Abstract:In recent years, several Speech Language Models (SLMs) that represent speech and written text jointly have been presented. The question then emerges about how model-internal mechanisms are similar and different when operating in the two modalities. We focus on how these systems encode, store, and retrieve factual knowledge, which has previously been investigated for text-only models. To investigate mechanisms behind the storage and recall of factual association in SLMs, we leverage Causal Mediation Analysis, a technique previously applied to text-based models.

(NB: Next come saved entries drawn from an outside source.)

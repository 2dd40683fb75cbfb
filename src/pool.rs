//! Fixed-capacity object pool (arena + index), single-threaded.
//!
//! Ported from a pointer-arithmetic placement-new pool (one thread owns the
//! whole pool) into the arena-plus-index shape the design notes recommend:
//! callers hold a `PoolIndex`, never a reference, so there is no lifetime to
//! manage and no aliasing hazard across the intrusive lists built on top.

use crate::types::{PoolIndex, POOL_INDEX_INVALID};

pub struct Pool<T> {
    slots: Vec<Option<T>>,
    cursor: usize,
    len: usize,
}

impl<T> Pool<T> {
    pub fn new(capacity: usize) -> Self {
        let mut slots = Vec::with_capacity(capacity);
        slots.resize_with(capacity, || None);
        Pool {
            slots,
            cursor: 0,
            len: 0,
        }
    }

    pub fn capacity(&self) -> usize {
        self.slots.len()
    }

    pub fn len(&self) -> usize {
        self.len
    }

    pub fn is_empty(&self) -> bool {
        self.len == 0
    }

    /// Constructs `value` into the next free slot, found by a linear scan
    /// from the cursor that wraps once. Fatal if the pool is exhausted: the
    /// caller is expected to have sized capacity for worst-case demand.
    pub fn allocate(&mut self, value: T) -> PoolIndex {
        assert!(
            self.len < self.slots.len(),
            "object pool exhausted: capacity {} used up",
            self.slots.len()
        );
        let capacity = self.slots.len();
        for step in 0..capacity {
            let idx = (self.cursor + step) % capacity;
            if self.slots[idx].is_none() {
                self.slots[idx] = Some(value);
                self.cursor = (idx + 1) % capacity;
                self.len += 1;
                return idx as PoolIndex;
            }
        }
        unreachable!("pool reported free capacity but no free slot was found");
    }

    /// Returns the slot at `index` to the pool. Asserts the index is
    /// in-range and currently occupied; both are invariant violations if
    /// they fail (fatal, per the error-handling design).
    pub fn deallocate(&mut self, index: PoolIndex) -> T {
        let idx = index as usize;
        assert!(idx < self.slots.len(), "pool index {idx} out of range");
        let value = self.slots[idx]
            .take()
            .unwrap_or_else(|| panic!("pool index {idx} was already free"));
        self.len -= 1;
        value
    }

    pub fn get(&self, index: PoolIndex) -> &T {
        let idx = index as usize;
        self.slots[idx]
            .as_ref()
            .unwrap_or_else(|| panic!("pool index {idx} is not in use"))
    }

    pub fn get_mut(&mut self, index: PoolIndex) -> &mut T {
        let idx = index as usize;
        self.slots[idx]
            .as_mut()
            .unwrap_or_else(|| panic!("pool index {idx} is not in use"))
    }

    pub fn is_valid(&self, index: PoolIndex) -> bool {
        index != POOL_INDEX_INVALID
            && (index as usize) < self.slots.len()
            && self.slots[index as usize].is_some()
    }
}

#[cfg(test)]
mod tests {
    use super::*;

    #[test]
    fn allocate_and_deallocate_reuses_slots() {
        let mut pool: Pool<u32> = Pool::new(2);
        let a = pool.allocate(1);
        let b = pool.allocate(2);
        assert_eq!(pool.len(), 2);
        pool.deallocate(a);
        let c = pool.allocate(3);
        assert_eq!(c, a);
        assert_eq!(*pool.get(b), 2);
        assert_eq!(*pool.get(c), 3);
    }

    #[test]
    #[should_panic(expected = "object pool exhausted")]
    fn exhaustion_is_fatal() {
        let mut pool: Pool<u32> = Pool::new(1);
        pool.allocate(1);
        pool.allocate(2);
    }

    #[test]
    #[should_panic(expected = "was already free")]
    fn double_free_is_fatal() {
        let mut pool: Pool<u32> = Pool::new(1);
        let a = pool.allocate(1);
        pool.deallocate(a);
        pool.deallocate(a);
    }
}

Initial results using SpiritLM, a multimodal model integrating discrete speech tokens reveal discrepancies between text-to-text and speech-to-text results, suggesting that the emergent mechanisms for factual recall are only partially carried over from the text to the speech modality. These results advance our understanding of how internal mechanisms encode factual associations in SLMs while contributing insights for improving speech-enabled AI systems.
| Comments: | In *SEM 2026, the 15th Joint Conference on Lexical and Computational Semantics |
| Subjects: | Computation and Language (cs.CL) |
| Cite as: | arXiv:2605.22170 [cs.CL] |
| (or arXiv:2605.22170v1 [cs.CL] for this version) | |
| https://doi.org/10.48550/arXiv.2605.22170
arXiv-issued DOI via DataCite (pending registration)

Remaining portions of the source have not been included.